How this fits each diet
Each score is computed from the same USDA nutrition + ingredient data, against the published rules of each diet. They tell you "does this food fit this diet" — not whether the diet is right for you.
contains animal-derived ingredients
contains meat, fish, or gelatin
no wheat, barley, rye, or malt detected in USDA ingredient list
Frequently Asked Questions
Is bologna healthy?
Bologna is the least healthy slice in a typical deli case, and it's an honest no as a health food. It's an emulsified meat — finely ground meat and fat blended into a smooth paste — so per slice you get more fat (7g) than protein (3g), the opposite ratio of a lean cut. It's also a processed, nitrite-cured meat. None of that makes an occasional bologna sandwich a crisis, but it belongs in the 'treat' column, not the protein column.

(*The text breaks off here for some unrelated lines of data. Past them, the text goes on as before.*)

// src/extract.rs

use std::collections::HashMap;

use once_cell::sync::Lazy;
use scraper::{ElementRef, Html, Selector};
use thiserror::Error;

/// A key column plus at least one metric column.
const MIN_COLUMNS: usize = 2;

static TABLE: Lazy<Selector> =
    Lazy::new(|| Selector::parse("table").expect("selector should parse"));
static ROW: Lazy<Selector> = Lazy::new(|| Selector::parse("tr").expect("selector should parse"));
static HEADER_CELL: Lazy<Selector> =
    Lazy::new(|| Selector::parse("th").expect("selector should parse"));
static ANY_CELL: Lazy<Selector> =
    Lazy::new(|| Selector::parse("th, td").expect("selector should parse"));

#[derive(Debug, Error, PartialEq)]
pub enum ExtractError {
    #[error("no <table> element found in page")]
    NoTable,
    #[error("table header has {found} columns, need at least {need}")]
    ShortHeader { found: usize, need: usize },
    #[error("body row {row} has {found} cells, header has {expected}")]
    RowArity {
        row: usize,
        found: usize,
        expected: usize,
    },
    #[error("duplicate region key {0:?}")]
    DuplicateKey(String),
}

/// One table cell. Numeric when the source text parses as a number after
/// cleaning (thousands separators, leading `+`), otherwise plain text.
#[derive(Debug, Clone, PartialEq)]
pub enum Cell {
    Number(f64),
    Text(String),
}

impl Cell {
    fn parse(raw: &str) -> Self {
        match parse_number(raw) {
            Some(n) => Cell::Number(n),
            None => Cell::Text(raw.to_string()),
        }
    }

    pub fn as_number(&self) -> Option<f64> {
        match self {
            Cell::Number(n) => Some(*n),
            Cell::Text(_) => None,
        }
    }
}

#[derive(Debug, Clone, PartialEq)]
pub struct CaseRow {
    /// Region name, the join key.
    pub name: String,
    /// One cell per metric column, in header order.
    pub cells: Vec<Cell>,
}

/// Row-indexed case table: ordered rows keyed by region name.
#[derive(Debug, Clone, PartialEq)]
pub struct CaseTable {
    columns: Vec<String>,
    rows: Vec<CaseRow>,
    index: HashMap<String, usize>,
}

impl CaseTable {
    /// Metric column names, excluding the key column.
    pub fn columns(&self) -> &[String] {
        &self.columns
    }

    pub fn rows(&self) -> &[CaseRow] {
        &self.rows
    }

    pub fn len(&self) -> usize {
        self.rows.len()
    }

    pub fn is_empty(&self) -> bool {
        self.rows.is_empty()
    }

    pub fn get(&self, name: &str) -> Option<&CaseRow> {
        self.index.get(name).map(|&i| &self.rows[i])
    }

    /// Explicit try-get join: `None` when the region is absent, the column is
    /// unknown, or the cell is not numeric.
    pub fn metric(&self, name: &str, column: &str) -> Option<f64> {
        let col = self.columns.iter().position(|c| c == column)?;
        self.get(name)?.cells.get(col)?.as_number()
    }

    /// Numeric values of one column, in row order. Non-numeric cells are
    /// skipped.
    pub fn column_values<'a>(&'a self, column: &str) -> impl Iterator<Item = f64> + 'a {
        let col = self.columns.iter().position(|c| c == column);
        self.rows
            .iter()
            .filter_map(move |row| row.cells.get(col?)?.as_number())
    }
}

/// Parse the first `<table>` in `html` into a `CaseTable`, keeping at most
/// the first `row_limit` body rows. The first column is the region key.
pub fn extract_table(html: &str, row_limit: usize) -> Result<CaseTable, ExtractError> {
    let document = Html::parse_document(html);
    let table = document.select(&TABLE).next().ok_or(ExtractError::NoTable)?;

    // Header: the first row that carries <th> cells, else the first row.
    let mut header: Option<Vec<String>> = None;
    let mut body_rows: Vec<ElementRef> = Vec::new();
    for row in table.select(&ROW) {
        if header.is_none() {
            let ths: Vec<String> = row
                .select(&HEADER_CELL)
                .map(|c| cell_text(&c))
                .collect();
            if !ths.is_empty() {
                header = Some(ths);
                continue;
            }
            let any: Vec<String> = row.select(&ANY_CELL).map(|c| cell_text(&c)).collect();
            if !any.is_empty() {
                header = Some(any);
                continue;
            }
            // blank filler row before the header
            continue;
        }
        body_rows.push(row);
    }

    let header = header.ok_or(ExtractError::NoTable)?;
    if header.len() < MIN_COLUMNS {
        return Err(ExtractError::ShortHeader {
            found: header.len(),
            need: MIN_COLUMNS,
        });
    }

    let columns: Vec<String> = header[1..].to_vec();
    let mut rows: Vec<CaseRow> = Vec::new();
    let mut index: HashMap<String, usize> = HashMap::new();

    for row in body_rows {
        if rows.len() == row_limit {
            break;
        }
        let cells: Vec<String> = row.select(&ANY_CELL).map(|c| cell_text(&c)).collect();
        if cells.is_empty() {
            continue;
        }
        if cells.len() != header.len() {
            return Err(ExtractError::RowArity {
                row: rows.len(),
                found: cells.len(),
                expected: header.len(),
            });
        }
        let name = cells[0].clone();
        if index.insert(name.clone(), rows.len()).is_some() {
            return Err(ExtractError::DuplicateKey(name));
        }
        rows.push(CaseRow {
            name,
            cells: cells[1..].iter().map(|c| Cell::parse(c)).collect(),
        });
    }

    Ok(CaseTable {
        columns,
        rows,
        index,
    })
}

/// Concatenated text of a cell with whitespace collapsed.
fn cell_text(cell: &ElementRef) -> String {
    cell.text()
        .flat_map(str::split_whitespace)
        .collect::<Vec<_>>()
        .join(" ")
}

/// `"1,234,567"` and `"+5,000"` are numbers; `""` and `"N/A"` are not.
fn parse_number(text: &str) -> Option<f64> {
    let cleaned: String = text
        .trim()
        .trim_start_matches('+')
        .chars()
        .filter(|&c| c != ',')
        .collect();
    if cleaned.is_empty() {
        return None;
    }
    cleaned.parse::<f64>().ok()
}

#[cfg(test)]
mod tests {
    use super::*;

    fn state_page(rows: usize) -> String {
        let mut body = String::new();
        for i in 0..rows {
            let cases = format!("{},{:03}", 1 + i, 100 + i);
            body.push_str(&format!(
                "<tr><td>State{i}</td><td>{cases}</td><td>{}</td></tr>\n",
                i * 10
            ));
        }
        format!(
            "<html><body><table>\
             <thead><tr><th>USAState</th><th>TotalCases</th><th>TotalDeaths</th></tr></thead>\
             <tbody>{body}</tbody></table></body></html>"
        )
    }

    #[test]
    fn truncates_to_row_limit_in_source_order() {
        let table = extract_table(&state_page(70), 62).unwrap();
        assert_eq!(table.len(), 62);
        assert_eq!(table.rows()[0].name, "State0");
        assert_eq!(table.rows()[61].name, "State61");
        assert!(table.get("State62").is_none());
    }

    #[test]
    fn keeps_everything_when_under_the_limit() {
        let table = extract_table(&state_page(5), 62).unwrap();
        assert_eq!(table.len(), 5);
    }

    #[test]
    fn extraction_is_deterministic() {
        let html = state_page(70);
        let a = extract_table(&html, 62).unwrap();
        let b = extract_table(&html, 62).unwrap();
        assert_eq!(a, b);
    }

    #[test]
    fn parses_separators_and_signs() {
        let table = extract_table(&state_page(3), 62).unwrap();
        // "1,100" in the fixture
        assert_eq!(table.metric("State0", "TotalCases"), Some(1100.0));
        assert_eq!(table.metric("State2", "TotalDeaths"), Some(20.0));
        assert_eq!(parse_number("+5,000"), Some(5000.0));
        assert_eq!(parse_number("N/A"), None);
        assert_eq!(parse_number(""), None);
    }

    #[test]
    fn metric_lookup_misses_are_none() {
        let table = extract_table(&state_page(3), 62).unwrap();
        assert_eq!(table.metric("Guam", "TotalCases"), None);
        assert_eq!(table.metric("State0", "NoSuchColumn"), None);
    }

    #[test]
    fn non_numeric_cells_read_as_text() {
        let html = "<table><tr><th>State</th><th>TotalCases</th></tr>\
                    <tr><td>Atlantis</td><td>N/A</td></tr></table>";
        let table = extract_table(html, 62).unwrap();
        assert_eq!(table.metric("Atlantis", "TotalCases"), None);
        assert_eq!(
            table.get("Atlantis").unwrap().cells[0],
            Cell::Text("N/A".to_string())
        );
    }

    #[test]
    fn page_without_table_fails() {
        assert_eq!(
            extract_table("<html><p>nothing here</p></html>", 62),
            Err(ExtractError::NoTable)
        );
    }

    #[test]
    fn single_column_header_fails() {
        let html = "<table><tr><th>OnlyKey</th></tr><tr><td>A</td></tr></table>";
        assert_eq!(
            extract_table(html, 62),
            Err(ExtractError::ShortHeader { found: 1, need: 2 })
        );
    }

    #[test]
    fn ragged_row_fails() {
        let html = "<table><tr><th>State</th><th>TotalCases</th></tr>\
                    <tr><td>Ohio</td><td>10</td></tr>\
                    <tr><td>Utah</td></tr></table>";
        assert_eq!(
            extract_table(html, 62),
            Err(ExtractError::RowArity {
                row: 1,
                found: 1,
                expected: 2
            })
        );
    }

    #[test]
    fn duplicate_region_fails() {
        let html = "<table><tr><th>State</th><th>TotalCases</th></tr>\
                    <tr><td>Ohio</td><td>10</td></tr>\
                    <tr><td>Ohio</td><td>11</td></tr></table>";
        assert_eq!(
            extract_table(html, 62),
            Err(ExtractError::DuplicateKey("Ohio".to_string()))
        );
    }

    #[test]
    fn headerless_table_uses_first_row_as_header() {
        let html = "<table><tr><td>State</td><td>TotalCases</td></tr>\
                    <tr><td>Ohio</td><td>10</td></tr></table>";
        let table = extract_table(html, 62).unwrap();
        assert_eq!(table.columns(), ["TotalCases".to_string()]);
        assert_eq!(table.metric("Ohio", "TotalCases"), Some(10.0));
    }
}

Why does Oscar Mayer Bologna score the lowest (C- 57/100) of the deli meats?
Because it inverts the thing a protein food is supposed to do. At 3g of protein and 7g of fat per slice, more than half its calories come from fat, and the saturated fat (2.5g per slice) earns a D — the only deli meat here to score that low on fat. Protein density is weak (10.7g per 100g, the lowest of the group), the ingredient list starts with mechanically separated chicken and corn syrup, and sodium is still high. Lean ham and turkey clear C+ because they're protein-efficient; bologna can't, so it lands at C-.
Is bologna a good source of protein?
No — this is the clearest case in the deli case where the answer is genuinely no. At just 3g of protein for 80 calories (26.7 calories per gram of protein), bologna is one of the least protein-efficient foods you can buy, because most of those calories are fat, not protein. If you're eating deli meat specifically for protein, lean ham (10g/slice-serving) or turkey are several times more efficient. Bologna is a flavor and nostalgia food, not a protein source.
How big is a serving, and what does a sandwich add up to?
The label serving is a single slice: 80 calories, 3g protein, 7g fat, 250mg sodium. A real bologna sandwich uses 2–3 slices, which means 160–240 calories and 14–21g of fat from the meat alone — for only 6–9g of protein. That fat-heavy, protein-light math is exactly why it sits at the bottom of this category.
What's a better deli pick than bologna?
Almost anything leaner. Sliced turkey breast or lean ham deliver more protein for fewer calories and a fraction of the fat, and they cure the protein-to-fat ratio that drags bologna down. If you want the unprocessed route, plain roasted chicken or turkey breast is far better still. Keep bologna as an occasional treat and build your actual protein around the lean options.
When was this data last verified?
2026-06-05, against USDA FoodData Central FDC 1624946. We re-verify top-traffic pages monthly and update within 7 days when a manufacturer reformulates.